=== Section Start ===
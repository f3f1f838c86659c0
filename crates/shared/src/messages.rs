//! WebSocket message types for engine-client communication
//!
//! Every frame is a `{kind, payload}` envelope serialized as JSON text.
//! Clients send [`ClientMessage`]s; the engine answers with [`ServerMessage`]s.
//!
//! ## Decoding policy
//!
//! Decoding a client frame happens in two steps so the engine can tell a
//! broken frame from a bad request:
//!
//! 1. [`Envelope::decode`] - the frame is not a `{kind, payload}` object at all.
//!    This is a transport-level failure and ends the connection.
//! 2. [`ClientMessage::try_from`] - unknown kind or malformed payload. These
//!    are answered with an `error` message and the connection stays open.

use chrono::{DateTime, Utc};
use serde::{Deserialize, Serialize};

use duelhall_domain::{Action, Outcome, Side};

use crate::error::ProtocolError;

/// Wire names of every message kind.
pub mod kinds {
    pub const INIT: &str = "init";
    pub const SUBMIT_ACTION: &str = "submit-action";
    pub const END: &str = "end";
    pub const JOIN: &str = "join";
    pub const ERROR: &str = "error";
    pub const ACTION_RESULT: &str = "action-result";
    pub const ENDED: &str = "ended";
}

// =============================================================================
// Envelope
// =============================================================================

/// Undecoded `{kind, payload}` frame.
#[derive(Debug, Clone, PartialEq, Serialize, Deserialize)]
pub struct Envelope {
    pub kind: String,
    #[serde(default)]
    pub payload: serde_json::Value,
}

impl Envelope {
    /// Parse the outer envelope of a text frame.
    pub fn decode(text: &str) -> Result<Self, ProtocolError> {
        serde_json::from_str(text).map_err(ProtocolError::Envelope)
    }
}

// =============================================================================
// Client Messages (Client -> Engine)
// =============================================================================

/// Messages from a client to the engine
#[derive(Debug, Clone, PartialEq, Serialize)]
#[serde(tag = "kind", content = "payload", rename_all = "kebab-case")]
pub enum ClientMessage {
    /// Ask to be matched (or, when already attached, for a fresh snapshot)
    Init,
    /// Propose an action in the attached session
    SubmitAction(Action),
    /// Ask to end the attached session
    End,
    /// Join a specific session by id
    Join(JoinData),
    /// Client-side error report (logged by the engine)
    Error(ErrorData),
}

impl ClientMessage {
    /// Decode a full text frame.
    pub fn decode(text: &str) -> Result<Self, ProtocolError> {
        Self::try_from(Envelope::decode(text)?)
    }

    pub fn kind(&self) -> &'static str {
        match self {
            ClientMessage::Init => kinds::INIT,
            ClientMessage::SubmitAction(_) => kinds::SUBMIT_ACTION,
            ClientMessage::End => kinds::END,
            ClientMessage::Join(_) => kinds::JOIN,
            ClientMessage::Error(_) => kinds::ERROR,
        }
    }
}

impl TryFrom<Envelope> for ClientMessage {
    type Error = ProtocolError;

    fn try_from(envelope: Envelope) -> Result<Self, ProtocolError> {
        let Envelope { kind, payload } = envelope;
        let invalid = |source| ProtocolError::InvalidPayload {
            kind: kind.clone(),
            source,
        };

        match kind.as_str() {
            kinds::INIT => Ok(ClientMessage::Init),
            kinds::END => Ok(ClientMessage::End),
            kinds::SUBMIT_ACTION => serde_json::from_value(payload)
                .map(ClientMessage::SubmitAction)
                .map_err(invalid),
            kinds::JOIN => serde_json::from_value(payload)
                .map(ClientMessage::Join)
                .map_err(invalid),
            kinds::ERROR => serde_json::from_value(payload)
                .map(ClientMessage::Error)
                .map_err(invalid),
            _ => Err(ProtocolError::UnknownKind(kind)),
        }
    }
}

/// Payload of a `join` request
#[derive(Debug, Clone, PartialEq, Eq, Serialize, Deserialize)]
#[serde(rename_all = "camelCase")]
pub struct JoinData {
    pub session_id: String,
    /// Caller wants to watch
    #[serde(default)]
    pub observer: bool,
    /// Caller insists on a seat; overrides `observer`
    #[serde(default)]
    pub seat: bool,
}

// =============================================================================
// Server Messages (Engine -> Client)
// =============================================================================

/// Messages from the engine to a client
#[derive(Debug, Clone, PartialEq, Serialize, Deserialize)]
#[serde(tag = "kind", content = "payload", rename_all = "kebab-case")]
pub enum ServerMessage {
    /// Session snapshot for a newly attached (or resyncing) participant
    Init(InitData),
    /// An accepted action and the outcome it produced
    ActionResult(ActionResultData),
    /// Request rejected; only the requester receives it
    Error(ErrorData),
    /// Session termination notice
    Ended(EndedData),
}

impl ServerMessage {
    pub fn error(message: impl Into<String>) -> Self {
        ServerMessage::Error(ErrorData {
            message: message.into(),
        })
    }

    pub fn ended(message: impl Into<String>) -> Self {
        ServerMessage::Ended(EndedData {
            message: message.into(),
        })
    }

    pub fn kind(&self) -> &'static str {
        match self {
            ServerMessage::Init(_) => kinds::INIT,
            ServerMessage::ActionResult(_) => kinds::ACTION_RESULT,
            ServerMessage::Error(_) => kinds::ERROR,
            ServerMessage::Ended(_) => kinds::ENDED,
        }
    }

    /// Encode as one text frame.
    pub fn to_json(&self) -> Result<String, ProtocolError> {
        serde_json::to_string(self).map_err(ProtocolError::Encode)
    }
}

/// Payload of an `init` message
#[derive(Debug, Clone, PartialEq, Eq, Serialize, Deserialize)]
#[serde(rename_all = "camelCase")]
pub struct InitData {
    /// Session start time
    pub time: DateTime<Utc>,
    /// Seat held by the recipient; `None` for observers
    pub role: Option<Side>,
    /// Side whose turn it currently is
    pub turn: Side,
    pub session_id: String,
    /// Shareable link for watching this session
    pub observer_url: String,
    pub observer: bool,
}

/// Payload of an `action-result` broadcast
#[derive(Debug, Clone, PartialEq, Eq, Serialize, Deserialize)]
pub struct ActionResultData {
    pub action: Action,
    pub outcome: Outcome,
}

#[derive(Debug, Clone, PartialEq, Eq, Serialize, Deserialize)]
pub struct ErrorData {
    pub message: String,
}

#[derive(Debug, Clone, PartialEq, Eq, Serialize, Deserialize)]
pub struct EndedData {
    pub message: String,
}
=== Section End ===
__WHAT TO PRODUCE__: Return the material above unaltered. Include every line.

__EXERCISE RESULT__:
repository f3f1f838c86659c0
filename crates/shared/src/messages.rs
//! WebSocket message types for engine-client communication
//!
//! Every frame is a `{kind, payload}` envelope serialized as JSON text.
//! Clients send [`ClientMessage`]s; the engine answers with [`ServerMessage`]s.
//!
//! ## Decoding policy
//!
//! Decoding a client frame happens in two steps so the engine can tell a
//! broken frame from a bad request:
//!
//! 1. [`Envelope::decode`] - the frame is not a `{kind, payload}` object at all.
//!    This is a transport-level failure and ends the connection.
//! 2. [`ClientMessage::try_from`] - unknown kind or malformed payload. These
//!    are answered with an `error` message and the connection stays open.

use chrono::{DateTime, Utc};
use serde::{Deserialize, Serialize};

use duelhall_domain::{Action, Outcome, Side};

use crate::error::ProtocolError;

/// Wire names of every message kind.
pub mod kinds {
    pub const INIT: &str = "init";
    pub const SUBMIT_ACTION: &str = "submit-action";
    pub const END: &str = "end";
    pub const JOIN: &str = "join";
    pub const ERROR: &str = "error";
    pub const ACTION_RESULT: &str = "action-result";
    pub const ENDED: &str = "ended";
}

// =============================================================================
// Envelope
// =============================================================================

/// Undecoded `{kind, payload}` frame.
#[derive(Debug, Clone, PartialEq, Serialize, Deserialize)]
pub struct Envelope {
    pub kind: String,
    #[serde(default)]
    pub payload: serde_json::Value,
}

impl Envelope {
    /// Parse the outer envelope of a text frame.
    pub fn decode(text: &str) -> Result<Self, ProtocolError> {
        serde_json::from_str(text).map_err(ProtocolError::Envelope)
    }
}

// =============================================================================
// Client Messages (Client -> Engine)
// =============================================================================

/// Messages from a client to the engine
#[derive(Debug, Clone, PartialEq, Serialize)]
#[serde(tag = "kind", content = "payload", rename_all = "kebab-case")]
pub enum ClientMessage {
    /// Ask to be matched (or, when already attached, for a fresh snapshot)
    Init,
    /// Propose an action in the attached session
    SubmitAction(Action),
    /// Ask to end the attached session
    End,
    /// Join a specific session by id
    Join(JoinData),
    /// Client-side error report (logged by the engine)
    Error(ErrorData),
}

impl ClientMessage {
    /// Decode a full text frame.
    pub fn decode(text: &str) -> Result<Self, ProtocolError> {
        Self::try_from(Envelope::decode(text)?)
    }

    pub fn kind(&self) -> &'static str {
        match self {
            ClientMessage::Init => kinds::INIT,
            ClientMessage::SubmitAction(_) => kinds::SUBMIT_ACTION,
            ClientMessage::End => kinds::END,
            ClientMessage::Join(_) => kinds::JOIN,
            ClientMessage::Error(_) => kinds::ERROR,
        }
    }
}

impl TryFrom<Envelope> for ClientMessage {
    type Error = ProtocolError;

    fn try_from(envelope: Envelope) -> Result<Self, ProtocolError> {
        let Envelope { kind, payload } = envelope;
        let invalid = |source| ProtocolError::InvalidPayload {
            kind: kind.clone(),
            source,
        };

        match kind.as_str() {
            kinds::INIT => Ok(ClientMessage::Init),
            kinds::END => Ok(ClientMessage::End),
            kinds::SUBMIT_ACTION => serde_json::from_value(payload)
                .map(ClientMessage::SubmitAction)
                .map_err(invalid),
            kinds::JOIN => serde_json::from_value(payload)
                .map(ClientMessage::Join)
                .map_err(invalid),
            kinds::ERROR => serde_json::from_value(payload)
                .map(ClientMessage::Error)
                .map_err(invalid),
            _ => Err(ProtocolError::UnknownKind(kind)),
        }
    }
}

/// Payload of a `join` request
#[derive(Debug, Clone, PartialEq, Eq, Serialize, Deserialize)]
#[serde(rename_all = "camelCase")]
pub struct JoinData {
    pub session_id: String,
    /// Caller wants to watch
    #[serde(default)]
    pub observer: bool,
    /// Caller insists on a seat; overrides `observer`
    #[serde(default)]
    pub seat: bool,
}

// =============================================================================
// Server Messages (Engine -> Client)
// =============================================================================

/// Messages from the engine to a client
#[derive(Debug, Clone, PartialEq, Serialize, Deserialize)]
#[serde(tag = "kind", content = "payload", rename_all = "kebab-case")]
pub enum ServerMessage {
    /// Session snapshot for a newly attached (or resyncing) participant
    Init(InitData),
    /// An accepted action and the outcome it produced
    ActionResult(ActionResultData),
    /// Request rejected; only the requester receives it
    Error(ErrorData),
    /// Session termination notice
    Ended(EndedData),
}

impl ServerMessage {
    pub fn error(message: impl Into<String>) -> Self {
        ServerMessage::Error(ErrorData {
            message: message.into(),
        })
    }

    pub fn ended(message: impl Into<String>) -> Self {
        ServerMessage::Ended(EndedData {
            message: message.into(),
        })
    }

    pub fn kind(&self) -> &'static str {
        match self {
            ServerMessage::Init(_) => kinds::INIT,
            ServerMessage::ActionResult(_) => kinds::ACTION_RESULT,
            ServerMessage::Error(_) => kinds::ERROR,
            ServerMessage::Ended(_) => kinds::ENDED,
        }
    }

    /// Encode as one text frame.
    pub fn to_json(&self) -> Result<String, ProtocolError> {
        serde_json::to_string(self).map_err(ProtocolError::Encode)
    }
}

/// Payload of an `init` message
#[derive(Debug, Clone, PartialEq, Eq, Serialize, Deserialize)]
#[serde(rename_all = "camelCase")]
pub struct InitData {
    /// Session start time
    pub time: DateTime<Utc>,
    /// Seat held by the recipient; `None` for observers
    pub role: Option<Side>,
    /// Side whose turn it currently is
    pub turn: Side,
    pub session_id: String,
    /// Shareable link for watching this session
    pub observer_url: String,
    pub observer: bool,
}

/// Payload of an `action-result` broadcast
#[derive(Debug, Clone, PartialEq, Eq, Serialize, Deserialize)]
pub struct ActionResultData {
    pub action: Action,
    pub outcome: Outcome,
}

#[derive(Debug, Clone, PartialEq, Eq, Serialize, Deserialize)]
pub struct ErrorData {
    pub message: String,
}

#[derive(Debug, Clone, PartialEq, Eq, Serialize, Deserialize)]
pub struct EndedData {
    pub message: String,
}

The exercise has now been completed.